PHOTO CREDIT: E. J. Hamacher. Winter scene in Miles Canyon. No. 1102. Source.
“We were in a hurry. Every one was in a hurry. This hurry is characteristic of a gold rush, and especially so of the Klondike rush of ’97.”1
Jack London’s northern expedition led him through many ill-explored waters and beaten paths as he joined an hundred thousand other prospectors in the Alaskan gold rush. This exploratory period encouraged naturalism meilleur viagra feminin in many of his earlier short stories. These experiences eventually fed into his more prominent fiction works, The Call of the
Wild and White Fang. “Through the Rapids On the Way to the Klondike,” a lesser known, short non-fiction piece written by London describes the troubling traverse he and his crew underwent while sailing on the rough waters of the White Horse Rapids.

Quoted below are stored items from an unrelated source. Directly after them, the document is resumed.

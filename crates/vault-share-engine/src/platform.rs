//! Platform hooks the engines call out to but never depend on concretely
//! (§6): a background-execution budget and a deferred-task scheduler. Both
//! ship a no-op implementation so the engines run unmodified on a platform
//! that has neither.

use std::collections::HashMap;
use std::sync::{Arc, Mutex};
use std::time::Duration;

/// Opaque handle to a background-execution grant. Platforms without a real
/// background-execution budget (servers, CLIs) can make this whatever they
/// like; the engines only ever pass it back to `end`.
pub type BackgroundToken = u64;

/// Interface to the host's background-execution budget (e.g. an OS
/// background-task assertion on mobile). The engines call `begin()` once
/// before the first job starts and `end(token)` once after the last job
/// tied to that grant finishes; see spec §4.5's "global background-execution
/// token is shared" rule.
pub trait BackgroundExecution: Send + Sync {
    fn begin(&self) -> BackgroundToken;
    fn end(&self, token: BackgroundToken);
}

/// Interface to the host's ability to wake this process again later (e.g.
/// `BGTaskScheduler` on iOS, a cron-like facility elsewhere). `register`
/// installs a handler once per `id`; `schedule` requests a call no sooner
/// than `earliest_in`; `cancel` withdraws a pending request.
pub trait DeferredTaskScheduler: Send + Sync {
    fn register(&self, id: &str, handler: Arc<dyn Fn() + Send + Sync>);
    fn schedule(&self, id: &str, earliest_in: Duration);
    fn cancel(&self, id: &str);
}

/// No-op implementation of both platform traits: `begin`/`schedule` do
/// nothing observable, matching spec §6's "callers on platforms without
/// them simply get no-op implementations".
#[derive(Default)]
pub struct NoopPlatform {
    handlers: Mutex<HashMap<String, Arc<dyn Fn() + Send + Sync>>>,
}

impl NoopPlatform {
    #[must_use]
    pub fn new() -> Self {
        Self::default()
    }
}

impl BackgroundExecution for NoopPlatform {
    fn begin(&self) -> BackgroundToken {
        0
    }

    fn end(&self, _token: BackgroundToken) {}
}

impl DeferredTaskScheduler for NoopPlatform {
    fn register(&self, id: &str, handler: Arc<dyn Fn() + Send + Sync>) {
        self.handlers.lock().expect("lock poisoned").insert(id.to_string(), handler);
    }

    fn schedule(&self, _id: &str, _earliest_in: Duration) {}

    fn cancel(&self, _id: &str) {}
}

#[cfg(test)]
mod tests {
    use super::*;

    #[test]
    fn noop_platform_begin_end_is_harmless() {
        let platform = NoopPlatform::new();
        let token = platform.begin();
        platform.end(token);
    }

    #[test]
    fn noop_scheduler_register_then_cancel_is_harmless() {
        let platform = NoopPlatform::new();
        platform.register("resume-upload", Arc::new(|| {}));
        platform.schedule("resume-upload", Duration::from_secs(15));
        platform.cancel("resume-upload");
    }
}
//! Pure, testable building blocks for encrypted vault sharing: the SVDF
//! container codec, chunked transport framing, the remote record model,
//! and the per-share re-encryption cache. No background tasks, no job
//! state machines — those live in `vault-share-engine`, which composes
//! this crate's traits and types into long-running work.

#[cfg(feature = "async")]
pub mod cache;
pub mod crypto;
pub mod model;
#[cfg(feature = "async")]
pub mod remote;
pub mod svdf;
#[cfg(feature = "async")]
pub mod transport;
#[cfg(feature = "async")]
pub mod vaultstorage;

pub use model::{
    FileManifestEntry, ImportJob, PendingImportState, PendingSyncState, PendingUploadState,
    PhraseVaultId, ShareIndex, ShareKey, ShareRecord, ShareVaultId, SharePolicy, SharedFile,
    StreamingSourceFile, SvdfMetadata, SyncShareProgress, SyncShareStatus, SyncState, SyncStatus,
    UploadJob, UploadStatus,
};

One particular https://www.acheterviagrafr24.com/viagra-ordonnance/ description of London’s journey points to Miles Canyon, so named
by Lt. Frederick Schwatka in 1883 after
the US General Nelson Miles. This canyon resides in a portion of the Horse colloquially dubbed “the mane,” a nickname that originated due the rapids’ wavy, horse-like semblance when drawn on a map. It was through here that Jack London drew inspiration to write “Through the Rapids On the Way to Klondike” and detail the beautiful albeit dangerous north.
1London, Jack. “Through the Rapids on the Way to the Klondike.” Tales of Adventure. N.p.: Hanover House, 1956. N. pag. Print.